Au lendemain des élections, le Président du bureau politique d’Ennahdha
déclarait « Si la Constituante n’honore pas ses engagements le peuple y
répondra par le slogan ‘ Dégage !’». Son parti et le gouvernement
qu’il va former pourraient en faire les frais…

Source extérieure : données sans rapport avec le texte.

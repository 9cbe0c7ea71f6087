//! DOCX writer: centered letterhead, a `Heading1` title, then one paragraph per
//! blank-line-separated chunk of the body. Pagination is left to the word processor.

use std::io::Cursor;

use docx_rs::{AlignmentType, BreakType, Docx, LineSpacing, Paragraph, Run, Style, StyleType};

use crate::models::document::{DocumentKind, DocumentRequest, RenderedDocument};
use crate::models::letterhead::{LabeledField, Letterhead};
use crate::render::RenderError;

// Sizes are in half-points.
const COMPANY_NAME_SIZE: usize = 36;
const DETAILS_SIZE: usize = 18;
const TITLE_SIZE: usize = 32;
const BODY_SIZE: usize = 24;

// Spacing is in twentieths of a point.
const COMPANY_NAME_SPACING_AFTER: u32 = 300;
const DETAILS_SPACING_AFTER: u32 = 200;
const LAST_DETAILS_SPACING_AFTER: u32 = 400;
const TITLE_SPACING_AFTER: u32 = 400;
const BODY_SPACING_AFTER: u32 = 200;

const TITLE_STYLE_ID: &str = "Heading1";

/// Builds the DOCX package for `request`.
pub fn render_docx(request: &DocumentRequest) -> Result<RenderedDocument, RenderError> {
    let mut docx = Docx::new().add_style(
        Style::new(TITLE_STYLE_ID, StyleType::Paragraph)
            .name("Heading 1")
            .size(TITLE_SIZE)
            .bold(),
    );

    for paragraph in letterhead_paragraphs(&request.letterhead) {
        docx = docx.add_paragraph(paragraph);
    }
    docx = docx.add_paragraph(title_paragraph(&request.title));
    for chunk in split_paragraphs(&request.body_text) {
        docx = docx.add_paragraph(body_paragraph(&chunk));
    }

    let mut cursor = Cursor::new(Vec::new());
    docx.build()
        .pack(&mut cursor)
        .map_err(|e| RenderError::Docx(e.to_string()))?;
    Ok(RenderedDocument::new(DocumentKind::Docx, cursor.into_inner()))
}

/// Splits body text on blank (whitespace-only) lines. Each chunk keeps its
/// non-blank lines, trimmed.
pub fn split_paragraphs(body: &str) -> Vec<Vec<&str>> {
    let mut chunks = Vec::new();
    let mut current: Vec<&str> = Vec::new();
    for line in body.lines() {
        let line = line.trim();
        if line.is_empty() {
            if !current.is_empty() {
                chunks.push(std::mem::take(&mut current));
            }
        } else {
            current.push(line);
        }
    }
    if !current.is_empty() {
        chunks.push(current);
    }
    chunks
}

/// Company name, then `registration | phone | website`, then `email | address`.
/// A blank name and detail rows with nothing to show are left out.
fn letterhead_paragraphs(letterhead: &Letterhead) -> Vec<Paragraph> {
    let mut rows: Vec<Vec<LabeledField<'_>>> = vec![letterhead.primary_details()];
    let mut contact = Vec::new();
    if let Some(email) = letterhead.email() {
        contact.push(LabeledField {
            label: "Email",
            value: email,
        });
    }
    if let Some(address) = letterhead.address() {
        contact.push(LabeledField {
            label: "Address",
            value: address,
        });
    }
    rows.push(contact);
    rows.retain(|row| !row.is_empty());

    let mut paragraphs = Vec::new();
    if let Some(name) = letterhead.company_name() {
        paragraphs.push(
            Paragraph::new()
                .add_run(Run::new().add_text(name).size(COMPANY_NAME_SIZE).bold())
                .align(AlignmentType::Center)
                .line_spacing(LineSpacing::new().after(COMPANY_NAME_SPACING_AFTER)),
        );
    }

    let last = rows.len().saturating_sub(1);
    for (i, row) in rows.iter().enumerate() {
        let spacing = if i == last {
            LAST_DETAILS_SPACING_AFTER
        } else {
            DETAILS_SPACING_AFTER
        };
        paragraphs.push(details_paragraph(row, spacing));
    }
    paragraphs
}

fn details_paragraph(fields: &[LabeledField<'_>], spacing_after: u32) -> Paragraph {
    let mut paragraph = Paragraph::new()
        .align(AlignmentType::Center)
        .line_spacing(LineSpacing::new().after(spacing_after));
    for (i, field) in fields.iter().enumerate() {
        let label = if i == 0 {
            format!("{}: ", field.label)
        } else {
            format!(" | {}: ", field.label)
        };
        paragraph = paragraph
            .add_run(Run::new().add_text(label).size(DETAILS_SIZE).bold())
            .add_run(Run::new().add_text(field.value).size(DETAILS_SIZE));
    }
    paragraph
}

fn title_paragraph(title: &str) -> Paragraph {
    Paragraph::new()
        .add_run(Run::new().add_text(title.trim().to_uppercase()))
        .style(TITLE_STYLE_ID)
        .align(AlignmentType::Center)
        .line_spacing(LineSpacing::new().after(TITLE_SPACING_AFTER))
}

fn body_paragraph(lines: &[&str]) -> Paragraph {
    let mut run = Run::new().size(BODY_SIZE);
    for (i, line) in lines.iter().enumerate() {
        if i > 0 {
            run = run.add_break(BreakType::TextWrapping);
        }
        run = run.add_text(*line);
    }
    Paragraph::new()
        .add_run(run)
        .line_spacing(LineSpacing::new().after(BODY_SPACING_AFTER))
}
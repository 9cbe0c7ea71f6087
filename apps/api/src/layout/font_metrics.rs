//! Static font-metric tables for the two PDF built-in faces the renderer uses.
//!
//! Character widths are in em units (relative to font size), taken from the
//! Adobe Core 14 AFM files for Helvetica and Helvetica-Bold. The PDF writer
//! uses the built-in faces without embedding, so these tables are the only
//! source of glyph widths available when centering the letterhead and
//! word-wrapping the body.
//!
//! All tables cover ASCII 0x20..=0x7E (95 printable characters).
//! Index = (char as usize) - 32.

use serde::{Deserialize, Serialize};

/// Millimetres per PostScript point.
pub const MM_PER_PT: f32 = 25.4 / 72.0;

// ────────────────────────────────────────────────────────────────────────────
// Font face enum
// ────────────────────────────────────────────────────────────────────────────

/// Font weights available to the letterhead and body styles.
#[derive(Debug, Clone, Copy, PartialEq, Eq, Hash, Serialize, Deserialize)]
pub enum FontWeight {
    /// Helvetica.
    Regular,
    /// Helvetica-Bold.
    Bold,
}

// ────────────────────────────────────────────────────────────────────────────
// Font metric table
// ────────────────────────────────────────────────────────────────────────────

/// Static character-width table for a built-in face.
///
/// `widths[i]` = width of ASCII character `(i + 32)` at 1em, covering
/// 0x20 (space) through 0x7E (~).
///
/// Width array slot layout:
/// ```text
/// [0]=sp  [1]=!   [2]="   [3]=#   [4]=$   [5]=%   [6]=&   [7]='
/// [8]=(   [9]=)   [10]=*  [11]=+  [12]=,  [13]=-  [14]=.  [15]=/
/// [16..25]=0-9
/// [26]=:  [27]=;  [28]=<  [29]==  [30]=>  [31]=?  [32]=@
/// [33..58]=A-Z
/// [59]=[  [60]=\  [61]=]  [62]=^  [63]=_  [64]=`
/// [65..90]=a-z
/// [91]={  [92]=|  [93]=}  [94]=~
/// ```
pub struct FontMetricTable {
    widths: [f32; 95],
    /// Fallback width for characters outside the table.
    pub average_char_width: f32,
    pub space_width: f32,
}

impl FontMetricTable {
    /// Measures the rendered width of a string in em units.
    ///
    /// Non-ASCII characters fall back to `average_char_width`.
    pub fn measure_em(&self, s: &str) -> f32 {
        s.chars()
            .map(|c| {
                let code = c as usize;
                if (32..=126).contains(&code) {
                    self.widths[code - 32]
                } else {
                    self.average_char_width
                }
            })
            .sum()
    }

    /// Measures the rendered width of a string in millimetres at `size_pt`.
    pub fn measure_mm(&self, s: &str, size_pt: f32) -> f32 {
        self.measure_em(s) * size_pt * MM_PER_PT
    }

    /// Width of a single inter-word space in millimetres at `size_pt`.
    pub fn space_mm(&self, size_pt: f32) -> f32 {
        self.space_width * size_pt * MM_PER_PT
    }
}

// ────────────────────────────────────────────────────────────────────────────
// Static width tables  (95 ASCII printable characters each)
// ────────────────────────────────────────────────────────────────────────────

static HELVETICA_TABLE: FontMetricTable = FontMetricTable {
    #[rustfmt::skip]
    widths: [
        // sp     !      "      #      $      %      &      '      (      )      *      +      ,      -      .      /
        0.278, 0.278, 0.355, 0.556, 0.556, 0.889, 0.667, 0.191, 0.333, 0.333, 0.389, 0.584, 0.278, 0.333, 0.278, 0.278,
        // 0      1      2      3      4      5      6      7      8      9
        0.556, 0.556, 0.556, 0.556, 0.556, 0.556, 0.556, 0.556, 0.556, 0.556,
        // :      ;      <      =      >      ?      @
        0.278, 0.278, 0.584, 0.584, 0.584, 0.556, 1.015,
        // A      B      C      D      E      F      G      H      I      J      K      L      M
        0.667, 0.667, 0.722, 0.722, 0.667, 0.611, 0.778, 0.722, 0.278, 0.500, 0.667, 0.556, 0.833,
        // N      O      P      Q      R      S      T      U      V      W      X      Y      Z
        0.722, 0.778, 0.667, 0.778, 0.722, 0.667, 0.611, 0.722, 0.667, 0.944, 0.667, 0.667, 0.611,
        // [      \      ]      ^      _      `
        0.278, 0.278, 0.278, 0.469, 0.556, 0.333,
        // a      b      c      d      e      f      g      h      i      j      k      l      m
        0.556, 0.556, 0.500, 0.556, 0.556, 0.278, 0.556, 0.556, 0.222, 0.222, 0.500, 0.222, 0.833,
        // n      o      p      q      r      s      t      u      v      w      x      y      z
        0.556, 0.556, 0.556, 0.556, 0.333, 0.500, 0.278, 0.556, 0.500, 0.722, 0.500, 0.500, 0.500,
        // {      |      }      ~
        0.334, 0.260, 0.334, 0.584,
    ],
    average_char_width: 0.556,
    space_width: 0.278,
};

static HELVETICA_BOLD_TABLE: FontMetricTable = FontMetricTable {
    #[rustfmt::skip]
    widths: [
        // sp     !      "      #      $      %      &      '      (      )      *      +      ,      -      .      /
        0.278, 0.333, 0.474, 0.556, 0.556, 0.889, 0.722, 0.238, 0.333, 0.333, 0.389, 0.584, 0.278, 0.333, 0.278, 0.278,
        // 0      1      2      3      4      5      6      7      8      9
        0.556, 0.556, 0.556, 0.556, 0.556, 0.556, 0.556, 0.556, 0.556, 0.556,
        // :      ;      <      =      >      ?      @
        0.333, 0.333, 0.584, 0.584, 0.584, 0.611, 0.975,
        // A      B      C      D      E      F      G      H      I      J      K      L      M
        0.722, 0.722, 0.722, 0.722, 0.667, 0.611, 0.778, 0.722, 0.278, 0.556, 0.722, 0.611, 0.833,
        // N      O      P      Q      R      S      T      U      V      W      X      Y      Z
        0.722, 0.778, 0.667, 0.778, 0.722, 0.667, 0.611, 0.722, 0.667, 0.944, 0.667, 0.667, 0.611,
        // [      \      ]      ^      _      `
        0.333, 0.278, 0.333, 0.584, 0.556, 0.333,
        // a      b      c      d      e      f      g      h      i      j      k      l      m
        0.556, 0.611, 0.556, 0.611, 0.556, 0.333, 0.611, 0.611, 0.278, 0.278, 0.556, 0.278, 0.889,
        // n      o      p      q      r      s      t      u      v      w      x      y      z
        0.611, 0.611, 0.611, 0.611, 0.389, 0.556, 0.333, 0.611, 0.556, 0.778, 0.556, 0.556, 0.500,
        // {      |      }      ~
        0.389, 0.280, 0.389, 0.584,
    ],
    average_char_width: 0.611,
    space_width: 0.278,
};

/// Returns the static metric table for a given weight.
pub fn get_metrics(weight: FontWeight) -> &'static FontMetricTable {
    match weight {
        FontWeight::Regular => &HELVETICA_TABLE,
        FontWeight::Bold => &HELVETICA_BOLD_TABLE,
    }
}

// ────────────────────────────────────────────────────────────────────────────
// Tests
// ────────────────────────────────────────────────────────────────────────────

#[cfg(test)]
mod tests {
    use super::*;

    #[test]
    fn test_measure_em_empty_returns_zero() {
        let metrics = get_metrics(FontWeight::Regular);
        assert_eq!(metrics.measure_em(""), 0.0);
    }

    #[test]
    fn test_measure_em_ascii_characters() {
        let metrics = get_metrics(FontWeight::Regular);
        // "Rust" = R(0.722) + u(0.556) + s(0.500) + t(0.278) = 2.056
        let width = metrics.measure_em("Rust");
        assert!(
            (width - 2.056).abs() < 1e-3,
            "Rust width should be ~2.056, got {width}"
        );
    }

    #[test]
    fn test_measure_em_non_ascii_falls_back() {
        let metrics = get_metrics(FontWeight::Regular);
        let width = metrics.measure_em("é");
        assert!(
            (width - metrics.average_char_width).abs() < 1e-4,
            "non-ASCII should use average_char_width"
        );
    }

    #[test]
    fn test_measure_mm_scales_with_size() {
        let metrics = get_metrics(FontWeight::Regular);
        let small = metrics.measure_mm("Proposal", 10.0);
        let large = metrics.measure_mm("Proposal", 20.0);
        assert!((large - 2.0 * small).abs() < 1e-3);
    }

    #[test]
    fn test_digits_are_tabular() {
        // Digits share one advance width in both faces
        for weight in [FontWeight::Regular, FontWeight::Bold] {
            let metrics = get_metrics(weight);
            assert_eq!(metrics.measure_em("0"), metrics.measure_em("8"));
        }
    }

    #[test]
    fn test_bold_wider_than_regular_for_lowercase() {
        let text = "business proposal";
        let regular = get_metrics(FontWeight::Regular).measure_em(text);
        let bold = get_metrics(FontWeight::Bold).measure_em(text);
        assert!(bold > regular, "bold {bold} should exceed regular {regular}");
    }

    #[test]
    fn test_company_name_fits_a4_at_16pt() {
        // The default letterhead name must fit between the page edges when centered.
        let width = get_metrics(FontWeight::Bold)
            .measure_mm("TRIOSTACK TECHNOLOGIES PRIVATE LIMITED", 16.0);
        assert!(width > 100.0 && width < 210.0, "got {width}mm");
    }
}
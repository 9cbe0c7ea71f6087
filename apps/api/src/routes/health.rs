use axum::Json;
use serde_json::{json, Value};

/// Operations exposed under `/api`, reported by the self-test endpoint.
pub const OPERATIONS: [&str; 8] = [
    "generate-proposal",
    "generate-agreement",
    "generate-pdf",
    "generate-doc",
    "generate-proposal-pdf",
    "generate-proposal-doc",
    "generate-agreement-pdf",
    "generate-agreement-doc",
];

/// GET /health
/// Returns a simple status object with service version.
pub async fn health_handler() -> Json<Value> {
    Json(json!({
        "status": "ok",
        "version": env!("CARGO_PKG_VERSION"),
        "service": env!("CARGO_PKG_NAME")
    }))
}

/// GET /api/test
pub async fn self_test_handler() -> Json<Value> {
    Json(json!({
        "success": true,
        "message": "Module loaded successfully",
        "availableOperations": OPERATIONS,
        "totalOperations": OPERATIONS.len()
    }))
}
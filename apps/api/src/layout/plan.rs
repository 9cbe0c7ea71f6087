//! Document plan: every piece of text and every rule, positioned on its page.
//!
//! `plan_document` is pure and CPU-only; the PDF writer replays the plan
//! without making any layout decisions of its own.
//!
//! # Flow
//! 1. Letterhead block (first page only), closed by a horizontal rule.
//! 2. Title, upper-cased and centered.
//! 3. Body, line by line: classify → wrap → place, starting a new page once
//!    the cursor passes `bottom_limit_mm`.

use serde::{Deserialize, Serialize};

use crate::layout::classify::{classify_line, heading_text, LineKind};
use crate::layout::font_metrics::{get_metrics, FontWeight};
use crate::layout::letterhead::{place_centered, place_letterhead, Segment};
use crate::layout::normalize::{normalize_for_builtin_font, strip_emphasis};
use crate::layout::page::{PageStyle, TextStyle};
use crate::layout::wrap::wrap_text;
use crate::models::document::DocumentRequest;

// ────────────────────────────────────────────────────────────────────────────
// Plan types
// ────────────────────────────────────────────────────────────────────────────

/// What a placed run of text belongs to.
#[derive(Debug, Clone, Copy, PartialEq, Eq, Serialize, Deserialize)]
pub enum LineRole {
    Letterhead,
    Title,
    Heading,
    Body,
}

/// A run of text at a fixed position. `baseline_mm` is measured from the top edge.
#[derive(Debug, Clone, PartialEq, Serialize, Deserialize)]
pub struct PlacedText {
    pub text: String,
    pub x_mm: f32,
    pub baseline_mm: f32,
    pub size_pt: f32,
    pub weight: FontWeight,
    pub role: LineRole,
}

/// A horizontal rule. `y_mm` is measured from the top edge.
#[derive(Debug, Clone, PartialEq, Serialize, Deserialize)]
pub struct PlacedRule {
    pub x1_mm: f32,
    pub x2_mm: f32,
    pub y_mm: f32,
    pub thickness_pt: f32,
}

#[derive(Debug, Clone, Default, PartialEq, Serialize, Deserialize)]
pub struct PagePlan {
    pub texts: Vec<PlacedText>,
    pub rules: Vec<PlacedRule>,
}

/// The full layout of one document. Always holds at least one page.
#[derive(Debug, Clone, PartialEq, Serialize, Deserialize)]
pub struct DocumentPlan {
    pub page_width_mm: f32,
    pub page_height_mm: f32,
    pub pages: Vec<PagePlan>,
}

impl DocumentPlan {
    /// Heading and body lines in reading order, excluding letterhead and title.
    pub fn content_lines(&self) -> impl Iterator<Item = &PlacedText> {
        self.pages
            .iter()
            .flat_map(|p| p.texts.iter())
            .filter(|t| matches!(t.role, LineRole::Heading | LineRole::Body))
    }

    pub fn page_count(&self) -> usize {
        self.pages.len()
    }
}

// ────────────────────────────────────────────────────────────────────────────
// Planning
// ────────────────────────────────────────────────────────────────────────────

/// Vertical cursor over a growing list of pages.
struct PageCursor<'a> {
    style: &'a PageStyle,
    pages: Vec<PagePlan>,
    y: f32,
}

impl<'a> PageCursor<'a> {
    fn new(style: &'a PageStyle) -> Self {
        Self {
            style,
            pages: vec![PagePlan::default()],
            y: style.top_mm,
        }
    }

    fn current(&mut self) -> &mut PagePlan {
        // pages is never empty
        let last = self.pages.len() - 1;
        &mut self.pages[last]
    }

    fn break_if_full(&mut self) {
        if self.y > self.style.bottom_limit_mm {
            self.pages.push(PagePlan::default());
            self.y = self.style.top_mm;
        }
    }

    fn place_left(&mut self, text: String, text_style: &TextStyle, role: LineRole) {
        self.break_if_full();
        let placed = PlacedText {
            text,
            x_mm: self.style.left_margin_mm,
            baseline_mm: self.y,
            size_pt: text_style.size_pt,
            weight: text_style.weight,
            role,
        };
        self.current().texts.push(placed);
        self.y += self.style.line_height_mm;
    }
}

/// Lays out a document request onto A4 pages.
pub fn plan_document(request: &DocumentRequest, style: &PageStyle) -> DocumentPlan {
    let mut cursor = PageCursor::new(style);

    let letterhead = place_letterhead(&request.letterhead, style);
    cursor.current().texts.extend(letterhead.texts);
    cursor.current().rules.push(letterhead.rule);
    cursor.y = letterhead.next_y;

    place_title(&mut cursor, &request.title);

    for raw_line in request.body_text.lines() {
        let line = strip_emphasis(&normalize_for_builtin_font(raw_line));
        if line.trim().is_empty() {
            cursor.break_if_full();
            cursor.y += style.line_height_mm;
            continue;
        }

        match classify_line(&line, &style.heading_rules) {
            LineKind::Heading => {
                let text = heading_text(&line, &style.heading_rules);
                place_wrapped(&mut cursor, text, &style.heading, LineRole::Heading);
                cursor.y += style.heading.space_after_mm;
            }
            LineKind::Body => {
                place_wrapped(&mut cursor, &line, &style.body, LineRole::Body);
                cursor.y += style.body.space_after_mm;
            }
        }
    }

    DocumentPlan {
        page_width_mm: style.page_width_mm,
        page_height_mm: style.page_height_mm,
        pages: cursor.pages,
    }
}

fn place_title(cursor: &mut PageCursor<'_>, title: &str) {
    let style = cursor.style;
    let title = normalize_for_builtin_font(title.trim()).to_uppercase();
    let metrics = get_metrics(style.title.weight);
    let lines = wrap_text(&title, metrics, style.title.size_pt, style.text_width_mm);
    if lines.is_empty() {
        return;
    }
    for line in lines {
        cursor.break_if_full();
        let segment = [Segment::new(line, style.title.weight)];
        let mut placed = place_centered(&segment, style.title.size_pt, cursor.y, style);
        for text in &mut placed {
            text.role = LineRole::Title;
        }
        cursor.current().texts.extend(placed);
        cursor.y += style.line_height_mm;
    }
    cursor.y += style.title.space_after_mm;
}

fn place_wrapped(
    cursor: &mut PageCursor<'_>,
    text: &str,
    text_style: &TextStyle,
    role: LineRole,
) {
    let metrics = get_metrics(text_style.weight);
    let lines = wrap_text(
        text,
        metrics,
        text_style.size_pt,
        cursor.style.text_width_mm,
    );
    for line in lines {
        cursor.place_left(line, text_style, role);
    }
}
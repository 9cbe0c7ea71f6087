// PDF layout: letterhead placement, heading classification, word-wrap and pagination.
// Everything here is pure and CPU-bound; the render module runs it inside
// tokio::task::spawn_blocking.

pub mod classify;
pub mod font_metrics;
pub mod letterhead;
pub mod normalize;
pub mod page;
pub mod plan;
pub mod wrap;

// Re-export the public API consumed by the render module and application state.
pub use page::{default_page_style, PageStyle};
pub use plan::plan_document;
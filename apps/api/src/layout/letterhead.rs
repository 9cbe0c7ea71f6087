//! Letterhead block placement.
//!
//! Each row is measured with the static metrics and centered on the page as a
//! whole, so bold labels and regular values line up as one visual line. The
//! address is wrapped to `address_width_mm` and every wrapped line is centered
//! on its own.

use crate::layout::font_metrics::{get_metrics, FontWeight};
use crate::layout::normalize::normalize_for_builtin_font;
use crate::layout::page::PageStyle;
use crate::layout::plan::{LineRole, PlacedRule, PlacedText};
use crate::layout::wrap::wrap_text_with_first_width;
use crate::models::letterhead::{LabeledField, Letterhead};

const SEPARATOR: &str = " | ";
const EMAIL_LABEL: &str = "Email";
const ADDRESS_LABEL: &str = "Address: ";

/// A run of text sharing one weight within a centered row.
#[derive(Debug, Clone, PartialEq)]
pub struct Segment {
    pub text: String,
    pub weight: FontWeight,
}

impl Segment {
    pub fn new(text: impl Into<String>, weight: FontWeight) -> Self {
        Self {
            text: text.into(),
            weight,
        }
    }
}

/// The placed letterhead plus the cursor position where the document continues.
#[derive(Debug, Clone)]
pub struct LetterheadBlock {
    pub texts: Vec<PlacedText>,
    pub rule: PlacedRule,
    pub next_y: f32,
}

/// Lays out the letterhead starting at the page's top baseline.
pub fn place_letterhead(letterhead: &Letterhead, style: &PageStyle) -> LetterheadBlock {
    let mut texts = Vec::new();
    let mut y = style.top_mm;
    let details_size = style.letterhead_details_size_pt;

    if let Some(name) = letterhead.company_name() {
        let name = normalize_for_builtin_font(name);
        let segments = [Segment::new(name, style.company_name.weight)];
        texts.extend(place_centered(&segments, style.company_name.size_pt, y, style));
        y += style.line_height_mm + style.company_name.space_after_mm;
    }

    let primary = labeled_segments(&letterhead.primary_details());
    if !primary.is_empty() {
        texts.extend(place_centered(&primary, details_size, y, style));
        y += style.line_height_mm;
    }

    if let Some(email) = letterhead.email() {
        let segments = labeled_segments(&[LabeledField {
            label: EMAIL_LABEL,
            value: email,
        }]);
        texts.extend(place_centered(&segments, details_size, y, style));
        y += style.line_height_mm;
    }

    if let Some(address) = letterhead.address() {
        let regular = get_metrics(FontWeight::Regular);
        let label_width = get_metrics(FontWeight::Bold).measure_mm(ADDRESS_LABEL, details_size);
        let address = normalize_for_builtin_font(address);
        let lines = wrap_text_with_first_width(
            &address,
            regular,
            details_size,
            (style.address_width_mm - label_width).max(0.0),
            style.address_width_mm,
        );
        for (i, line) in lines.into_iter().enumerate() {
            let mut segments = Vec::with_capacity(2);
            if i == 0 {
                segments.push(Segment::new(ADDRESS_LABEL, FontWeight::Bold));
            }
            segments.push(Segment::new(line, FontWeight::Regular));
            texts.extend(place_centered(&segments, details_size, y, style));
            y += style.line_height_mm;
        }
    }

    y += style.space_before_rule_mm;
    let rule = PlacedRule {
        x1_mm: style.rule_start_mm,
        x2_mm: style.rule_end_mm,
        y_mm: y,
        thickness_pt: style.rule_thickness_pt,
    };
    y += style.space_after_rule_mm;

    LetterheadBlock {
        texts,
        rule,
        next_y: y,
    }
}

/// Places a row of segments centered horizontally at `baseline_mm`.
/// Rows wider than the page start at the left edge.
pub fn place_centered(
    segments: &[Segment],
    size_pt: f32,
    baseline_mm: f32,
    style: &PageStyle,
) -> Vec<PlacedText> {
    let total: f32 = segments
        .iter()
        .map(|s| get_metrics(s.weight).measure_mm(&s.text, size_pt))
        .sum();
    let mut x = ((style.page_width_mm - total) / 2.0).max(0.0);

    segments
        .iter()
        .map(|segment| {
            let placed = PlacedText {
                text: segment.text.clone(),
                x_mm: x,
                baseline_mm,
                size_pt,
                weight: segment.weight,
                role: LineRole::Letterhead,
            };
            x += get_metrics(segment.weight).measure_mm(&segment.text, size_pt);
            placed
        })
        .collect()
}

/// `Label: value | Label: value` with bold labels.
fn labeled_segments(fields: &[LabeledField<'_>]) -> Vec<Segment> {
    let mut segments = Vec::new();
    for (i, field) in fields.iter().enumerate() {
        if i > 0 {
            segments.push(Segment::new(SEPARATOR, FontWeight::Regular));
        }
        segments.push(Segment::new(
            format!("{}: ", normalize_for_builtin_font(field.label)),
            FontWeight::Bold,
        ));
        segments.push(Segment::new(
            normalize_for_builtin_font(field.value),
            FontWeight::Regular,
        ));
    }
    segments
}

Au sein de l’UGTT, qui tient un congrès crucial en
décembre, les militants de gauche doivent se doter d’un objectif commun : la
faire rompre de manière radicale avec la politique de
« collaboration » avec le (nouveau) gouvernement et retrouver ses réflexes de classe. Appuyer
résolument les luttes auxquelles la bureaucratie avait mis une sourdine pendant
la campagne pour la Constituante. Tracer des convergences entre les
travailleurs pour améliorer leurs conditions de travail et les jeunes chômeurs
pour leur garantir une protection sociale digne.
Freddy MATHIEU
(1)
Pour ne pas
alourdir ce texte limitons-nous aux sigles des partis et reportons-nous au
dossier « Qui sont les (nombreux) partis politiques tunisiens » sur
le site Tunisie Libre de Rue 89 - http://blogs.rue89.com/tunisie-libre/2011/09/06/qui-sont-les-nombreux-partis-politiques-tunisiens-220493
(2)
100000 dinars
pour connecter 26 sites d’Ennahdha à la fibre optique ? http://hazemksouri.blogspot.com/2011/05/100000-dinars-pour-connecter-26-sites.html
(3)
En référence à
l’appel des milieux d’affaires « Invest in democracy »…
(investindemocracy.net/)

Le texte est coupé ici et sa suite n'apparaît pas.